The output should be every line below that includes the word "receipts".

**Collected data entries:**
===============

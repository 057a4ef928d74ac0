use serde_json::Value;
use tracing::warn;

use crate::models::{POLineItem, PurchaseOrder};
use crate::wire::value::*;
use crate::wire::{cells, declared_count};

// Header row mapping (rows[0]).
const PO_NUMBER: usize = 0;
const CLIENT: usize = 1;
const DESTINATION: usize = 2;
const VENDOR: usize = 3;
const SHIP_VIA: usize = 4;
const NOTES: usize = 5;

// Line item row mapping (rows[2..]). The received quantity is present on
// get-by-id responses and ignored by the backend on create/update.
const LINE_NUMBER: usize = 0;
const PART_ID: usize = 1;
const DESCRIPTION: usize = 2;
const QUANTITY: usize = 3;
const UNIT_COST: usize = 4;
const QUANTITY_RECEIVED: usize = 5;

pub fn decode_purchase_order(rows: &[Value]) -> PurchaseOrder {
    let header = cells(rows.first());

    let lines: Vec<POLineItem> = if rows.len() > 2 {
        rows[2..].iter().map(decode_line).collect()
    } else {
        Vec::new()
    };

    if let Some(count) = declared_count(rows) {
        if count as usize != lines.len() {
            warn!(
                declared = count,
                actual = lines.len(),
                "purchase order line count does not match trailing rows"
            );
        }
    }

    PurchaseOrder {
        po_number: str_at(header, PO_NUMBER),
        client: str_at(header, CLIENT),
        destination: str_at(header, DESTINATION),
        vendor: str_at(header, VENDOR),
        ship_via: str_at(header, SHIP_VIA),
        notes: str_at(header, NOTES),
        lines,
    }
}

fn decode_line(row: &Value) -> POLineItem {
    let c = cells(Some(row));
    POLineItem {
        line_number: u32_at(c, LINE_NUMBER),
        part_id: str_at(c, PART_ID),
        description: str_at(c, DESCRIPTION),
        quantity: decimal_at(c, QUANTITY),
        unit_cost: decimal_at(c, UNIT_COST),
        quantity_received: decimal_at(c, QUANTITY_RECEIVED),
    }
}

pub fn encode_purchase_order(po: &PurchaseOrder) -> Vec<Value> {
    let header = vec![
        Value::from(po.po_number.clone()),
        Value::from(po.client.clone()),
        Value::from(po.destination.clone()),
        Value::from(po.vendor.clone()),
        Value::from(po.ship_via.clone()),
        Value::from(po.notes.clone()),
    ];

    let mut rows = vec![
        Value::Array(header),
        Value::Array(vec![Value::from(po.lines.len() as u64)]),
    ];
    for line in &po.lines {
        rows.push(Value::Array(vec![
            Value::from(line.line_number),
            Value::from(line.part_id.clone()),
            Value::from(line.description.clone()),
            encode_decimal(&line.quantity),
            encode_decimal(&line.unit_cost),
            encode_decimal(&line.quantity_received),
        ]));
    }
    rows
}
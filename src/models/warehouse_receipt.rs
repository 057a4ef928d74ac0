use chrono::{DateTime, Utc};
use rust_decimal::Decimal;
use serde::{Deserialize, Serialize};

/// A warehouse receipt as decoded from the backend. `boxes` is ordered; the
/// backend sends an item count alongside the rows and the two are expected to
/// agree.
#[derive(Clone, Debug, Default, PartialEq, Serialize, Deserialize)]
pub struct WarehouseReceipt {
    pub wr_number: String,
    pub client: String,
    pub carrier: String,
    pub tracking_number: String,
    pub received_at: Option<DateTime<Utc>>,
    pub received_by: String,
    pub hazmat: bool,
    pub hazmat_code: String,
    pub notes: String,
    pub po_number: String,
    pub boxes: Vec<BoxItem>,
    /// Photo URLs served from the allow-listed image bucket. Populated by a
    /// separate endpoint, not part of the receipt payload itself.
    #[serde(default)]
    pub photo_urls: Vec<String>,
}

/// One received box. Has no identity beyond its position within the parent
/// receipt.
#[derive(Clone, Debug, Default, PartialEq, Serialize, Deserialize)]
pub struct BoxItem {
    pub number: String,
    pub box_type: String,
    pub length: Decimal,
    pub width: Decimal,
    pub height: Decimal,
    pub location: String,
    pub weight: Decimal,
}
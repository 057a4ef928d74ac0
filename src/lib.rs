//! Warehouse management client library
//!
//! Typed client for the warehouse REST backend: warehouse receipts (WR),
//! purchase orders (PO) and material receipts (MR). The backend speaks a
//! positional-array wire format; the `wire` module owns the index-to-field
//! mapping in both directions. All state is transient and reconstructed from
//! the server per operation; this crate holds no business logic of its own.
#![forbid(unsafe_code)]
#![deny(rust_2018_idioms)]
#![warn(clippy::all, clippy::perf, clippy::dbg_macro)]

pub mod auth;
pub mod client;
pub mod config;
pub mod documents;
pub mod errors;
pub mod flows;
pub mod forms;
pub mod models;
pub mod nav;
pub mod notify;
pub mod session;
pub mod wire;

pub use client::{Gateway, RestGateway};
pub use errors::ClientError;
pub use notify::{NotificationKind, Notifier};
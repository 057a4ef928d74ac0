use chrono::{DateTime, Utc};
use rust_decimal::Decimal;
use serde::{Deserialize, Serialize};

/// One row of the per-client receipt summary report.
#[derive(Clone, Debug, Default, PartialEq, Serialize, Deserialize)]
pub struct ClientSummaryRow {
    pub wr_number: String,
    pub received_at: Option<DateTime<Utc>>,
    pub carrier: String,
    pub po_number: String,
    pub box_count: u32,
}

/// One row of the purchase order fulfillment view: ordered vs received
/// quantities per line, aggregated server-side from material receipts.
#[derive(Clone, Debug, Default, PartialEq, Serialize, Deserialize)]
pub struct PoFulfillmentRow {
    pub line_number: u32,
    pub part_id: String,
    pub description: String,
    pub quantity_ordered: Decimal,
    pub quantity_received: Decimal,
}

impl PoFulfillmentRow {
    pub fn outstanding(&self) -> Decimal {
        self.quantity_ordered - self.quantity_received
    }
}
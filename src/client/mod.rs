//! Remote gateway client.
//!
//! A thin wrapper over the backend's fixed REST endpoints. Every call is a
//! single request/response: no retry, no batching, no pagination and no
//! authentication header attachment. Failures come back as typed
//! [`ClientError`]s for the caller to surface as one notification.

pub mod endpoints;
mod rest;

pub use rest::RestGateway;

use async_trait::async_trait;

use crate::errors::ClientError;
use crate::models::{
    ClientSummaryRow, MaterialReceipt, PoFulfillmentRow, PurchaseOrder, WarehouseReceipt,
};

/// Seam between page flows and the HTTP layer; tests substitute a scripted
/// implementation.
#[async_trait]
pub trait Gateway: Send + Sync {
    async fn client_names(&self) -> Result<Vec<String>, ClientError>;
    async fn warehouse_receipt_ids(&self) -> Result<Vec<String>, ClientError>;
    async fn purchase_order_ids(&self) -> Result<Vec<String>, ClientError>;
    async fn material_receipt_ids(&self) -> Result<Vec<String>, ClientError>;

    async fn warehouse_receipt(&self, id: &str) -> Result<WarehouseReceipt, ClientError>;
    async fn purchase_order(&self, id: &str) -> Result<PurchaseOrder, ClientError>;
    async fn material_receipt(&self, id: &str) -> Result<MaterialReceipt, ClientError>;

    async fn create_warehouse_receipt(&self, wr: &WarehouseReceipt) -> Result<(), ClientError>;
    async fn update_warehouse_receipt(&self, wr: &WarehouseReceipt) -> Result<(), ClientError>;
    async fn create_purchase_order(&self, po: &PurchaseOrder) -> Result<(), ClientError>;
    async fn update_purchase_order(&self, po: &PurchaseOrder) -> Result<(), ClientError>;
    async fn create_material_receipt(&self, mr: &MaterialReceipt) -> Result<(), ClientError>;
    async fn delete_material_receipt(&self, id: &str) -> Result<(), ClientError>;

    async fn photos(&self, wr_id: &str) -> Result<Vec<String>, ClientError>;
    async fn client_summary(&self, client: &str) -> Result<Vec<ClientSummaryRow>, ClientError>;
    async fn po_fulfillment(&self, po_id: &str) -> Result<Vec<PoFulfillmentRow>, ClientError>;
}
use config::{Config, ConfigError, Environment, File};
use serde::Deserialize;
use std::env;
use std::path::Path;
use thiserror::Error;
use tracing::info;
use validator::{Validate, ValidationError};

/// Default values for configuration
const DEFAULT_LOG_LEVEL: &str = "info";
const DEFAULT_ENV: &str = "development";
const CONFIG_DIR: &str = "config";
const DEFAULT_REQUEST_TIMEOUT_SECS: u64 = 30;
const DEFAULT_COGNITO_REGION: &str = "us-east-1";
const DEFAULT_DOCUMENT_OUTPUT_DIR: &str = ".";

/// Application configuration structure with validation
#[derive(Clone, Debug, Deserialize, Validate)]
#[serde(deny_unknown_fields)]
pub struct AppConfig {
    /// Base URL of the warehouse REST backend (API Gateway stage)
    #[validate(custom = "validate_base_url")]
    pub api_base_url: String,

    /// Hostname of the image bucket allow-listed for photo rendering
    #[validate(length(min = 1))]
    pub image_bucket_host: String,

    /// Region of the Cognito user pool
    #[serde(default = "default_cognito_region")]
    pub cognito_region: String,

    /// Cognito app client id used for username/password authentication
    #[validate(length(min = 1))]
    pub cognito_client_id: String,

    /// Per-request timeout (seconds)
    #[serde(default = "default_request_timeout_secs")]
    pub request_timeout_secs: u64,

    /// Directory generated receipt documents are written to
    #[serde(default = "default_document_output_dir")]
    pub document_output_dir: String,

    /// Application environment
    #[serde(default = "default_environment")]
    pub environment: String,

    /// Logging level
    #[serde(default = "default_log_level")]
    pub log_level: String,

    /// Log in JSON format (structured logging)
    #[serde(default)]
    pub log_json: bool,
}

fn default_cognito_region() -> String {
    DEFAULT_COGNITO_REGION.to_string()
}

fn default_request_timeout_secs() -> u64 {
    DEFAULT_REQUEST_TIMEOUT_SECS
}

fn default_document_output_dir() -> String {
    DEFAULT_DOCUMENT_OUTPUT_DIR.to_string()
}

fn default_environment() -> String {
    DEFAULT_ENV.to_string()
}

fn default_log_level() -> String {
    DEFAULT_LOG_LEVEL.to_string()
}

fn validate_base_url(value: &str) -> Result<(), ValidationError> {
    let parsed = url::Url::parse(value).map_err(|_| ValidationError::new("invalid_url"))?;
    if parsed.scheme() != "http" && parsed.scheme() != "https" {
        return Err(ValidationError::new("invalid_url_scheme"));
    }
    Ok(())
}

impl AppConfig {
    pub fn log_level(&self) -> &str {
        &self.log_level
    }

    pub fn is_development(&self) -> bool {
        self.environment == "development"
    }
}

#[derive(Debug, Error)]
pub enum AppConfigError {
    #[error("configuration load error: {0}")]
    Load(#[from] ConfigError),
    #[error("configuration validation error: {0}")]
    Validation(#[from] validator::ValidationErrors),
}

/// Loads configuration from `config/default`, an environment-specific file and
/// `WMS_`-prefixed environment variables, then validates it.
pub fn load_config() -> Result<AppConfig, AppConfigError> {
    let run_env = env::var("RUN_ENV")
        .or_else(|_| env::var("APP_ENV"))
        .unwrap_or_else(|_| DEFAULT_ENV.to_string());
    info!("Loading configuration for environment: {}", run_env);

    if !Path::new(CONFIG_DIR).exists() {
        info!(
            "Config directory '{}' not found; relying on built-in defaults and environment variables",
            CONFIG_DIR
        );
    }

    let config = Config::builder()
        .set_default("cognito_region", DEFAULT_COGNITO_REGION)?
        .set_default("request_timeout_secs", DEFAULT_REQUEST_TIMEOUT_SECS as i64)?
        .set_default("document_output_dir", DEFAULT_DOCUMENT_OUTPUT_DIR)?
        .set_default("environment", DEFAULT_ENV)?
        .set_default("log_level", DEFAULT_LOG_LEVEL)?
        .set_default("log_json", false)?
        .add_source(File::with_name(&format!("{}/default", CONFIG_DIR)).required(false))
        .add_source(File::with_name(&format!("{}/{}", CONFIG_DIR, run_env)).required(false))
        .add_source(Environment::with_prefix("WMS").separator("__"))
        .build()?;

    let app_config: AppConfig = config.try_deserialize()?;
    app_config.validate()?;
    Ok(app_config)
}

/// Initializes the global tracing subscriber. `RUST_LOG` overrides the
/// configured level when set.
pub fn init_tracing(level: &str, json: bool) {
    use tracing_subscriber::{fmt, layer::SubscriberExt, util::SubscriberInitExt, EnvFilter};

    let default_directive = format!("wms_client={}", level);
    let filter_directive = env::var("RUST_LOG")
        .ok()
        .filter(|s| !s.trim().is_empty())
        .unwrap_or(default_directive);
    let filter = EnvFilter::try_new(filter_directive)
        .unwrap_or_else(|_| EnvFilter::new(DEFAULT_LOG_LEVEL));

    if json {
        let _ = tracing_subscriber::registry()
            .with(filter)
            .with(fmt::layer().json())
            .try_init();
    } else {
        let _ = tracing_subscriber::registry()
            .with(filter)
            .with(fmt::layer())
            .try_init();
    }
}
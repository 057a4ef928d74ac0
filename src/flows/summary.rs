use tracing::instrument;

use crate::client::Gateway;
use crate::models::ClientSummaryRow;
use crate::notify::{NotificationKind, Notifier};
use crate::session::SessionContext;

/// Loads the receipt summary for the session's current client. Employees
/// without a client selected get one validation notification and an empty
/// table; a backend failure likewise empties the table and notifies once.
#[instrument(skip(gateway, notifier, session), fields(user = %session.username))]
pub async fn load_client_summary(
    gateway: &dyn Gateway,
    notifier: &dyn Notifier,
    session: &SessionContext,
) -> Vec<ClientSummaryRow> {
    let Some(client) = session.current_client.as_deref() else {
        notifier.notify(NotificationKind::Validation, "Select a client first");
        return Vec::new();
    };

    match gateway.client_summary(client).await {
        Ok(rows) => rows,
        Err(e) => {
            notifier.notify(e.notification_kind(), &e.to_string());
            Vec::new()
        }
    }
}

===============

**WORKED SOLUTION:**
//! Typed client for the warehouse REST backend: warehouse receipts (WR),
//! purchase orders (PO) and material receipts (MR). The backend speaks a
/// quantities per line, aggregated server-side from material receipts.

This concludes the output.